Characterization of the PRDM9 zinc-finger multimer formation
Sprache des Vortragstitels:
Englisch
Original Tagungtitel:
EMBO Conference on Meiosis 2017
Sprache des Tagungstitel:
Englisch
Original Kurzfassung:
PRDM9 has been identified as a meiosis specific protein that plays a key role in determining the location of meiotic recombination hotspots by recognizing hotspot-specific DNA motifs. PRDM9 is an epigenetic modifier, which binds DNA via its long C-terminal zinc-finger (ZnF) array, consisting of several tandem zinc-fingers (e.g. 11 zinc-finger repeats for the murine CAST allele), and directs in its close vicinity double strand breaks (DSBs) necessary for the initiation of recombination. Recently, it was shown that PRDM9 acts as a multimer in-vivo; however, to date it is still unclear what factors drive the multimerization and the number of units in an active multimer. Using in-vitro binding studies, we characterized the number of PRDM9 units forming an active multimeric complex with a high-affinity DNA target. Specifically, we first established that the molecular weight (MW) of a protein-DNA complex can be inferred from a native polyacrylamide gel in an electrophoretic mobility shift assay (EMSA).
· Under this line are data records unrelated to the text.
//! HTTP boundary for the analysis subsystem: batch trigger, status polling,
//! reprocess, manual reclaim, and cache introspection.

use std::time::Duration;

use axum::{extract::State, http::StatusCode, Json};
use serde::{Deserialize, Serialize};
use serde_json::{json, Value};
use tracing::info;
use uuid::Uuid;

use crate::analysis::cache::CacheStats;
use crate::analysis::reclaimer::reclaim_stale;
use crate::errors::AppError;
use crate::models::candidate::StatusCounts;
use crate::state::AppState;

const MAX_BATCH_IDS: usize = 500;

#[derive(Debug, Deserialize)]
pub struct CandidateIdsRequest {
    pub candidate_ids: Vec<Uuid>,
}

#[derive(Debug, Serialize)]
pub struct StartResponse {
    pub submitted: usize,
    pub message: &'static str,
}

fn check_batch_bound(ids: &[Uuid]) -> Result<(), AppError> {
    if ids.len() > MAX_BATCH_IDS {
        return Err(AppError::Validation(format!(
            "candidate_ids must not exceed {MAX_BATCH_IDS} entries"
        )));
    }
    Ok(())
}

fn validate_ids(ids: &[Uuid]) -> Result<(), AppError> {
    if ids.is_empty() {
        return Err(AppError::Validation(
            "candidate_ids must not be empty".to_string(),
        ));
    }
    check_batch_bound(ids)
}

/// POST /api/v1/analysis/start
/// Kicks off background analysis for the given candidates and returns
/// immediately with 202. Progress is observed via the status endpoint.
/// An empty list is accepted as a no-op, not an error.
pub async fn start_analysis(
    State(state): State<AppState>,
    Json(req): Json<CandidateIdsRequest>,
) -> Result<(StatusCode, Json<StartResponse>), AppError> {
    check_batch_bound(&req.candidate_ids)?;

    let submitted = req.candidate_ids.len();
    info!(submitted, "analysis batch submitted");
    state.orchestrator.start(req.candidate_ids);

    Ok((
        StatusCode::ACCEPTED,
        Json(StartResponse {
            submitted,
            message: "analysis started",
        }),
    ))
}

/// POST /api/v1/analysis/status
/// Per-status counts for a set of candidates. A POST so the id list rides in
/// the body rather than an unwieldy query string.
pub async fn analysis_status(
    State(state): State<AppState>,
    Json(req): Json<CandidateIdsRequest>,
) -> Result<Json<StatusCounts>, AppError> {
    validate_ids(&req.candidate_ids)?;
    let counts = state.store.status_counts(&req.candidate_ids).await?;
    Ok(Json(counts))
}

/// POST /api/v1/analysis/reprocess
/// Resets candidates to `pending` (clearing prior output) and resubmits them.
pub async fn reprocess_candidates(
    State(state): State<AppState>,
    Json(req): Json<CandidateIdsRequest>,
) -> Result<(StatusCode, Json<Value>), AppError> {
    validate_ids(&req.candidate_ids)?;

    let reset = state.store.reset_to_pending(&req.candidate_ids).await?;
    if reset == 0 {
        return Err(AppError::NotFound(
            "none of the given candidates exist".to_string(),
        ));
    }

    info!(reset, "candidates reset for reprocessing");
    state.orchestrator.start(req.candidate_ids);

    Ok((
        StatusCode::ACCEPTED,
        Json(json!({ "reset": reset, "message": "reprocessing started" })),
    ))
}

/// POST /api/v1/analysis/reclaim
/// Manual trigger for one stale-work reclaim pass, alongside the background
/// loop. Useful after a deploy that interrupted in-flight work.
pub async fn reclaim_now(State(state): State<AppState>) -> Result<Json<Value>, AppError> {
    let older_than = Duration::from_secs(state.config.stale_after_secs);
    let reclaimed = reclaim_stale(state.store.as_ref(), older_than).await?;
    Ok(Json(json!({ "reclaimed": reclaimed })))
}

/// GET /api/v1/cache/stats
pub async fn cache_stats(State(state): State<AppState>) -> Json<CacheStats> {
    Json(state.cache.stats())
}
For this purpose, we used DNA sequences of increasing lengths containing one or two specific target sites for PRDM9. The relative increase in MW with the change in migration distance of two protein complexes bound to DNA compared to one was used to infer the MW of the protein in the complex. Next, we assessed which domains of PRDM9 drive the observed multimerization using different PRDM9 constructs missing distinct domains and parts of the ZnF. We observe that all tested PRDM9 constructs (full-length PRDM9, ZnF domain consisting of 5-11 zinc-fingers) form functional multimeric complexes of at least two or more monomer units that are mediated solely within the ZnF domain. Our results suggest that the number of zinc-fingers within an array might play an important role in the overall affinity of PRDM9, and could explain the dominance of one Prdm9 allele over the other in a heterozygous PRDM9 complex, as has been observed for human and mice crosses.